EXERCISE BRIEF: A line qualifies if it holds the string "overflow". Copy every qualifying line from the records.

Saved data entries
____________

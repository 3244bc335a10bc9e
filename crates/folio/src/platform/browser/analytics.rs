use js_sys::{Function, Object, Reflect};
use wasm_bindgen::{JsCast, JsValue};
use zoon::window;

use crate::effects::Analytics;

/// The global `gtag` function installed by the Google tag snippet.
#[derive(Debug, Clone)]
pub struct GtagAnalytics {
    gtag: Function,
}

impl GtagAnalytics {
    /// `None` when the page has no `gtag` (blocked or not loaded).
    pub fn detect() -> Option<Self> {
        let gtag = Reflect::get(&window(), &JsValue::from_str("gtag")).ok()?;
        let gtag = gtag.dyn_into::<Function>().ok()?;
        Some(Self { gtag })
    }
}

impl Analytics for GtagAnalytics {
    fn page_view(&mut self, measurement_id: &str, page_path: &str) {
        let params = Object::new();
        if Reflect::set(&params, &"page_path".into(), &page_path.into()).is_err() {
            return;
        }
        let result = self.gtag.call3(
            &JsValue::UNDEFINED,
            &"config".into(),
            &measurement_id.into(),
            &params,
        );
        if let Err(error) = result {
            log::warn!("gtag page view failed: {error:?}");
        }
    }
}
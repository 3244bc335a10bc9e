use serde::Serialize;

use crate::sections::SectionDescriptor;

/// Page components the router can mount.
#[derive(Debug, Clone, Copy, PartialEq, Eq, Hash, Serialize)]
#[serde(rename_all = "snake_case")]
pub enum Page {
    Home,
    AllProjects,
    Publications,
    BrisbaneConnectivity,
    TranslinkOd,
    TransitmateChatbot,
    FeatureEngineering,
    NotFound,
}

static HOME_SECTIONS: [SectionDescriptor; 4] = [
    SectionDescriptor::new("home", "Home"),
    SectionDescriptor::new("projects", "Projects"),
    SectionDescriptor::new("about", "About Me"),
    SectionDescriptor::new("contact", "Contact"),
];

static BRISBANE_CONNECTIVITY_SECTIONS: [SectionDescriptor; 9] = [
    SectionDescriptor::new("executive-summary", "Executive Summary"),
    SectionDescriptor::new("introduction", "1. Introduction"),
    SectionDescriptor::new("coverage", "2. Coverage by Mode"),
    SectionDescriptor::new("travel-time", "3. Travel Time Analysis"),
    SectionDescriptor::new("thirty-minute-city", "4. The 30-Minute City"),
    SectionDescriptor::new("weekday-weekend", "5. Weekday vs Weekend"),
    SectionDescriptor::new("accessibility", "6. Accessibility Classification"),
    SectionDescriptor::new("key-insights", "7. Key Insights & Limitations"),
    SectionDescriptor::new("notes", "Notes and References"),
];

static TRANSLINK_OD_SECTIONS: [SectionDescriptor; 9] = [
    SectionDescriptor::new("executive-summary", "Executive Summary"),
    SectionDescriptor::new("introduction", "1. Introduction"),
    SectionDescriptor::new("patronage-trends", "2. Patronage Trends"),
    SectionDescriptor::new("mode-split", "3. Mode Split"),
    SectionDescriptor::new("payment-method", "4. Payment Method"),
    SectionDescriptor::new("origin-destination", "5. Origin-Destination"),
    SectionDescriptor::new("growth-analysis", "6. Growth Analysis"),
    SectionDescriptor::new("key-insights", "7. Key Insights & Limitations"),
    SectionDescriptor::new("notes", "Notes and References"),
];

static TRANSITMATE_CHATBOT_SECTIONS: [SectionDescriptor; 5] = [
    SectionDescriptor::new("overview", "1. Overview"),
    SectionDescriptor::new("examples", "2. Examples in Action"),
    SectionDescriptor::new("how-it-works", "3. How it Works"),
    SectionDescriptor::new("technical", "4. Technical Implementation"),
    SectionDescriptor::new("notes", "Notes and References"),
];

static FEATURE_ENGINEERING_SECTIONS: [SectionDescriptor; 9] = [
    SectionDescriptor::new("executive-summary", "Executive Summary"),
    SectionDescriptor::new("introduction", "1. Introduction"),
    SectionDescriptor::new("dataset", "2. Dataset"),
    SectionDescriptor::new("feature-engineering", "3. Feature Engineering"),
    SectionDescriptor::new("models", "4. Model Architectures"),
    SectionDescriptor::new("results", "5. Results"),
    SectionDescriptor::new("discussion", "6. Discussion"),
    SectionDescriptor::new("conclusion", "7. Conclusion"),
    SectionDescriptor::new("notes", "Notes and References"),
];

impl Page {
    /// Named anchors rendered by the page, in document order.
    pub fn sections(self) -> &'static [SectionDescriptor] {
        match self {
            Page::Home => &HOME_SECTIONS,
            Page::BrisbaneConnectivity => &BRISBANE_CONNECTIVITY_SECTIONS,
            Page::TranslinkOd => &TRANSLINK_OD_SECTIONS,
            Page::TransitmateChatbot => &TRANSITMATE_CHATBOT_SECTIONS,
            Page::FeatureEngineering => &FEATURE_ENGINEERING_SECTIONS,
            Page::AllProjects | Page::Publications | Page::NotFound => &[],
        }
    }

    pub fn declares_section(self, id: &str) -> bool {
        self.sections().iter().any(|section| section.id == id)
    }

    /// Articles carry a table of contents and scroll the document smoothly
    /// while mounted.
    pub fn is_article(self) -> bool {
        matches!(
            self,
            Page::BrisbaneConnectivity
                | Page::TranslinkOd
                | Page::TransitmateChatbot
                | Page::FeatureEngineering
        )
    }

    pub fn heading(self) -> &'static str {
        match self {
            Page::Home => "Transport Analytics & Insights",
            Page::AllProjects => "All Projects",
            Page::Publications => "Publications",
            Page::BrisbaneConnectivity => "Mapping Connectivity Across Brisbane: What GTFS Reveals",
            Page::TranslinkOd => "Decoding Translink Origin Destination Patronage Data",
            Page::TransitmateChatbot => "TransitMate Chatbot",
            Page::FeatureEngineering => "Feature Engineering Impact Analysis",
            Page::NotFound => "Page not found",
        }
    }
}

#[cfg(test)]
mod tests {
    use super::*;

    #[test]
    fn home_owns_site_nav_anchors() {
        for id in ["home", "projects", "about", "contact"] {
            assert!(Page::Home.declares_section(id));
        }
        assert!(!Page::Home.is_article());
    }

    #[test]
    fn articles_have_tables_of_contents() {
        for page in [
            Page::BrisbaneConnectivity,
            Page::TranslinkOd,
            Page::TransitmateChatbot,
            Page::FeatureEngineering,
        ] {
            assert!(page.is_article());
            assert!(page.declares_section("notes"));
        }
        assert!(Page::Publications.sections().is_empty());
    }
}
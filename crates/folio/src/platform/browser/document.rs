use web_sys::{ScrollBehavior as DomScrollBehavior, ScrollIntoViewOptions, ScrollToOptions};
use zoon::{document, history, window};

use crate::effects::{Document, ScrollBehavior};

/// The page's `window.document`.
#[derive(Debug, Default, Clone, Copy)]
pub struct BrowserDocument;

impl BrowserDocument {
    /// Lock or release `body` scrolling (open mobile menu).
    pub fn lock_body_scroll(&self, locked: bool) {
        let Some(body) = document().body() else {
            return;
        };
        let overflow = if locked { "hidden" } else { "unset" };
        if let Err(error) = body.style().set_property("overflow", overflow) {
            log::warn!("failed to set body overflow: {error:?}");
        }
    }
}

impl Document for BrowserDocument {
    fn scroll_to_top(&mut self) {
        // Instant even while the document has `scroll-behavior: smooth`.
        let options = ScrollToOptions::new();
        options.set_left(0.0);
        options.set_top(0.0);
        options.set_behavior(DomScrollBehavior::Instant);
        window().scroll_to_with_scroll_to_options(&options);
    }

    fn scroll_into_view(&mut self, id: &str, behavior: ScrollBehavior) -> bool {
        let Some(element) = document().get_element_by_id(id) else {
            return false;
        };
        let options = ScrollIntoViewOptions::new();
        options.set_behavior(match behavior {
            ScrollBehavior::Instant => DomScrollBehavior::Instant,
            ScrollBehavior::Smooth => DomScrollBehavior::Smooth,
        });
        element.scroll_into_view_with_scroll_into_view_options(&options);
        true
    }

    fn set_title(&mut self, title: &str) {
        document().set_title(title);
    }

    fn replace_fragment(&mut self, id: &str) {
        let history = history();
        let state = history.state().unwrap_or(wasm_bindgen::JsValue::NULL);
        if let Err(error) = history.replace_state_with_url(&state, "", Some(&format!("#{id}"))) {
            log::warn!("failed to rewrite fragment to #{id}: {error:?}");
        }
    }

    fn set_smooth_scrolling(&mut self, enabled: bool) {
        let Some(root) = document().document_element() else {
            return;
        };
        let Ok(root) = wasm_bindgen::JsCast::dyn_into::<web_sys::HtmlElement>(root) else {
            return;
        };
        let value = if enabled { "smooth" } else { "auto" };
        if let Err(error) = root.style().set_property("scroll-behavior", value) {
            log::warn!("failed to set scroll-behavior: {error:?}");
        }
    }
}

____________

YOUR RESPONSE:
        let overflow = if locked { "hidden" } else { "unset" };
        if let Err(error) = body.style().set_property("overflow", overflow) {
            log::warn!("failed to set body overflow: {error:?}");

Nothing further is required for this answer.